The answer, of course, is no. As the New Republic's Jonathan Chait points out, "literally having any government at all involves taking somebody's money and giving it to somebody else? Even the more restrictive definition of redistribution--using government to create a less unequal distribution of wealth--has been going on for a century. If McCain is really opposed to redistribution, then that means he thinks the rich should get back a dollar in spending for every dollar they pay in taxes." For the record, he doesn't; his proposed income-tax structure is still progressive in nature, meaning that it taxes the affluent at a higher rate than the less affluent.

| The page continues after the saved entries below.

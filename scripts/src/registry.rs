//! Resolution of well-known addresses through the framework registry

use alloy_primitives::keccak256;
use tracing::info;

use crate::{
    chain::Registry,
    constants::{CFA_AGREEMENT_TYPE, CFA_KEY, HOST_KEY, HOST_REGISTRY_PREFIX},
    context::RunContext,
    errors::ScriptError,
    types::ResolvedAddress,
};

/// Look up the address registered under `logical_name`.
///
/// An unregistered name is an error; nothing downstream may run without it.
pub async fn lookup<R: Registry>(
    ctx: &RunContext,
    registry: &R,
    logical_name: &str,
) -> Result<ResolvedAddress, ScriptError> {
    ctx.ensure_not_aborted()?;

    let address = ctx
        .retry
        .run(&format!("registry lookup of `{logical_name}`"), move || {
            registry.resolve_name(logical_name)
        })
        .await
        .map_err(|e| ScriptError::RegistryLookup {
            name: logical_name.to_string(),
            cause: e.to_string(),
        })?;

    if address.is_zero() {
        return Err(ScriptError::RegistryLookup {
            name: logical_name.to_string(),
            cause: "no entry in registry".to_string(),
        });
    }

    info!("resolved `{logical_name}` to {address:#x}");
    Ok(ResolvedAddress {
        logical_name: logical_name.to_string(),
        address,
    })
}

/// Resolve the framework host of the configured version and its
/// constant flow agreement
pub async fn lookup_framework<R: Registry>(
    ctx: &RunContext,
    registry: &R,
) -> Result<[ResolvedAddress; 2], ScriptError> {
    let host_name = format!("{HOST_REGISTRY_PREFIX}{}", ctx.network.sdk_version);
    let host = lookup(ctx, registry, &host_name).await?.address;

    ctx.ensure_not_aborted()?;
    let agreement_type = keccak256(CFA_AGREEMENT_TYPE);
    let cfa = ctx
        .retry
        .run("constant flow agreement lookup", move || {
            registry.agreement_class(host, agreement_type)
        })
        .await
        .map_err(|e| ScriptError::RegistryLookup {
            name: CFA_AGREEMENT_TYPE.to_string(),
            cause: e.to_string(),
        })?;
    if cfa.is_zero() {
        return Err(ScriptError::RegistryLookup {
            name: CFA_AGREEMENT_TYPE.to_string(),
            cause: "agreement is not registered with the host".to_string(),
        });
    }

    info!("framework host at {host:#x}, constant flow agreement at {cfa:#x}");
    Ok([
        ResolvedAddress {
            logical_name: HOST_KEY.to_string(),
            address: host,
        },
        ResolvedAddress {
            logical_name: CFA_KEY.to_string(),
            address: cfa,
        },
    ])
}
//! Definitions of CLI arguments and commands for deploy scripts

use std::{path::PathBuf, time::Duration};

use alloy_primitives::{Address, U256};
use clap::{Args, Parser, Subcommand};
use tracing::Level;

use crate::{
    commands::run_deployment,
    constants::{
        DEFAULT_ARTIFACTS_DIR, DEFAULT_BASE_TOKEN_SYMBOL, DEFAULT_CASHFLOW_NAME,
        DEFAULT_CASHFLOW_SYMBOL, DEFAULT_MINT_AMOUNT, DEFAULT_OWNER, DEFAULT_RETRY_BACKOFF_MS,
        DEFAULT_SDK_VERSION, DEFAULT_WRAP_AMOUNT,
    },
    pipeline::{DeploymentPlan, PipelineFailure, RunReport},
    plans::{deploy_all_plan, redirect_all_plan, tradeable_cashflow_plan, CashflowParams},
    utils::{parse_amount, AbortSignal, RetryPolicy},
};

/// Deploy the streamable cashflow contracts against a Superfluid deployment
#[derive(Parser)]
#[command(version)]
pub struct Cli {
    /// Options shared by every command
    #[command(flatten)]
    pub opts: RunOptions,

    /// The deployment to run
    #[command(subcommand)]
    pub command: Command,
}

/// Options shared by every command
#[derive(Args, Clone)]
pub struct RunOptions {
    /// Name of the network to deploy to, `live` or `goerli`
    #[arg(short, long, env = "NETWORK", default_value = "goerli")]
    pub network: String,

    /// Network RPC URL
    #[arg(short, long, env = "RPC_URL", default_value = "http://localhost:8545")]
    pub rpc_url: String,

    /// Private key of the deployer
    #[arg(short, long, env = "PKEY", hide_env_values = true)]
    pub priv_key: String,

    /// Version tag of the Superfluid framework to resolve
    #[arg(long, default_value = DEFAULT_SDK_VERSION)]
    pub sdk_version: String,

    /// Address of the framework resolver, overriding the network's default
    #[arg(long)]
    pub resolver: Option<Address>,

    /// Directory holding the compiled contract artifacts
    #[arg(long, default_value = DEFAULT_ARTIFACTS_DIR)]
    pub artifacts: PathBuf,

    /// Path of the file deployed addresses are recorded in,
    /// `deployments.<network>.json` by default
    #[arg(short, long)]
    pub deployments: Option<PathBuf>,

    /// Number of times a failed read-only call is retried
    #[arg(long, default_value_t = 0)]
    pub read_retries: u32,

    /// Delay between retries of a read-only call, in milliseconds
    #[arg(long, default_value_t = DEFAULT_RETRY_BACKOFF_MS)]
    pub retry_backoff_ms: u64,

    /// Maximum level of the emitted logs
    #[arg(long, default_value_t = Level::INFO)]
    pub log_level: Level,
}

impl RunOptions {
    /// The retry policy of read-only calls
    pub fn retry_policy(&self) -> RetryPolicy {
        RetryPolicy::new(
            self.read_retries,
            Duration::from_millis(self.retry_backoff_ms),
        )
    }

    /// The path of the deployments file
    pub fn deployments_path(&self) -> PathBuf {
        self.deployments
            .clone()
            .unwrap_or_else(|| PathBuf::from(format!("deployments.{}.json", self.network)))
    }
}

/// The deployments the scripts can run
#[derive(Subcommand)]
pub enum Command {
    /// Deploy `TradeableCashflow`
    DeployTradeableCashflow(TradeableCashflowArgs),
    /// Deploy `RedirectAll`
    DeployRedirectAll(RedirectAllArgs),
    /// Deploy `TradeableCashflow` then `RedirectAll`
    DeployAll(TradeableCashflowArgs),
}

impl Command {
    /// The plan of the command
    pub fn plan(&self) -> DeploymentPlan {
        match self {
            Command::DeployTradeableCashflow(args) => tradeable_cashflow_plan(&args.params()),
            Command::DeployRedirectAll(args) => {
                redirect_all_plan(args.token.owner, &args.token.token)
            }
            Command::DeployAll(args) => deploy_all_plan(&args.params()),
        }
    }

    /// Run the command to completion, or to the first failure
    pub async fn run(
        self,
        opts: &RunOptions,
        abort: AbortSignal,
    ) -> Result<RunReport, PipelineFailure> {
        run_deployment(opts, &self.plan(), abort).await
    }
}

/// Arguments shared by the application contract deployments
#[derive(Args)]
pub struct TokenArgs {
    /// Address of the owner of the deployed contracts
    #[arg(short, long, default_value_t = DEFAULT_OWNER)]
    pub owner: Address,

    /// Symbol of the registered base token; its wrapper is the streamed token
    #[arg(short, long, default_value = DEFAULT_BASE_TOKEN_SYMBOL)]
    pub token: String,
}

/// Deploy the `TradeableCashflow` NFT
#[derive(Args)]
pub struct TradeableCashflowArgs {
    /// Owner and base token
    #[command(flatten)]
    pub token: TokenArgs,

    /// Name of the NFT
    #[arg(long, default_value = DEFAULT_CASHFLOW_NAME)]
    pub name: String,

    /// Symbol of the NFT
    #[arg(long, default_value = DEFAULT_CASHFLOW_SYMBOL)]
    pub symbol: String,

    /// Fund the deployed contract with wrapped tokens after deployment
    #[arg(long)]
    pub setup: bool,

    /// Amount of base token minted during setup, in whole tokens
    #[arg(long, default_value = DEFAULT_MINT_AMOUNT, value_parser = parse_amount)]
    pub mint_amount: U256,

    /// Amount of base token wrapped and transferred during setup, in whole tokens
    #[arg(long, default_value = DEFAULT_WRAP_AMOUNT, value_parser = parse_amount)]
    pub wrap_amount: U256,
}

impl TradeableCashflowArgs {
    /// The parameters of the deployment
    fn params(&self) -> CashflowParams {
        CashflowParams {
            owner: self.token.owner,
            name: self.name.clone(),
            symbol: self.symbol.clone(),
            base_symbol: self.token.token.clone(),
            setup: self.setup,
            mint_amount: self.mint_amount,
            wrap_amount: self.wrap_amount,
        }
    }
}

/// Deploy the `RedirectAll` stream redirector
#[derive(Args)]
pub struct RedirectAllArgs {
    /// Owner and base token
    #[command(flatten)]
    pub token: TokenArgs,
}

#[cfg(test)]
mod tests {
    use alloy_primitives::U256;
    use clap::Parser;

    use super::{Cli, Command};
    use crate::{constants::DEFAULT_OWNER, setup::SetupStep};

    #[test]
    fn test_defaults() {
        let cli = Cli::try_parse_from([
            "cashflow-deploy",
            "--priv-key",
            "0x01",
            "deploy-tradeable-cashflow",
        ])
        .unwrap();

        assert_eq!(cli.opts.network, "goerli");
        assert_eq!(cli.opts.retry_policy().max_retries, 0);
        assert_eq!(
            cli.opts.deployments_path().to_str(),
            Some("deployments.goerli.json")
        );

        let Command::DeployTradeableCashflow(args) = &cli.command else {
            panic!("unexpected command");
        };
        assert_eq!(args.token.owner, DEFAULT_OWNER);
        assert_eq!(args.token.token, "fDAI");
        assert_eq!(
            args.mint_amount,
            U256::from(100) * U256::from(10).pow(U256::from(18))
        );
        assert!(cli.command.plan().setup.is_empty());
    }

    #[test]
    fn test_setup_flag() {
        let cli = Cli::try_parse_from([
            "cashflow-deploy",
            "--priv-key",
            "0x01",
            "deploy-all",
            "--setup",
            "--wrap-amount",
            "1.5",
        ])
        .unwrap();

        let plan = cli.command.plan();
        assert_eq!(plan.deployments.len(), 2);
        assert_eq!(plan.setup.len(), 4);
        assert!(matches!(
            plan.setup[2],
            SetupStep::Upgrade { amount, .. }
                if amount == U256::from(15) * U256::from(10).pow(U256::from(17))
        ));
    }

    #[test]
    fn test_invalid_owner_is_rejected() {
        let res = Cli::try_parse_from([
            "cashflow-deploy",
            "--priv-key",
            "0x01",
            "deploy-redirect-all",
            "--owner",
            "0x1234",
        ]);
        assert!(res.is_err());
    }

    #[test]
    fn test_negative_amount_is_rejected() {
        let res = Cli::try_parse_from([
            "cashflow-deploy",
            "--priv-key",
            "0x01",
            "deploy-tradeable-cashflow",
            "--setup",
            "--wrap-amount=-70",
        ]);
        assert!(res.is_err());
    }
}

And McCain still plans to channel tax dollars into government programs--Social Security, Medicare, etc.--that disproportionately benefit people who pay lower taxes. Again, you may prefer McCain's plan to "redistribute" the wealth to Obama's. By all means. But not because one is socialist and the other isn't.
Deep down, I suspect McCain knows that Obama isn't really a socialist. Why? Because he once sounded a lot like his rival on taxes. During the 2000 campaign, for example, a young woman asked McCain why her father, a doctor, should be “penalized” by being “in a huge tax bracket.” McCain replied that “wealthy people can afford more” and that “the very wealthy, because they can afford tax lawyers and all kinds of loopholes, really don’t pay nearly as much as you think they do.” "Look, here's what I really believe," he added. "That when you are--when you reach a certain level of comfort, there's nothing wrong with paying somewhat more." He soon backed up his words with action. After Bush was elected, McCain told Congress that he was disappointed by the president's plan to "cut the top tax rate of 39.6 percent to 36 percent." When it came time for a vote, the Arizonan stood on the Senate floor and announced that "I cannot in good conscience support a tax cut in which so many of the benefits go to the most fortunate among us, at the expense of middle-class Americans who most need tax relief." Unless McCain was a socialist in 2000 and 2001, Obama isn't a socialist now.
Ultimately, McCain has every right to talk about taxes in the closing days of the campaign. Voters deserve a serious debate on the issue. But right now, he's treating us as if we're too dumb to understand the difference between socialism and a competing vision of the top marginal tax rate. That's not just interesting. It's disappointing.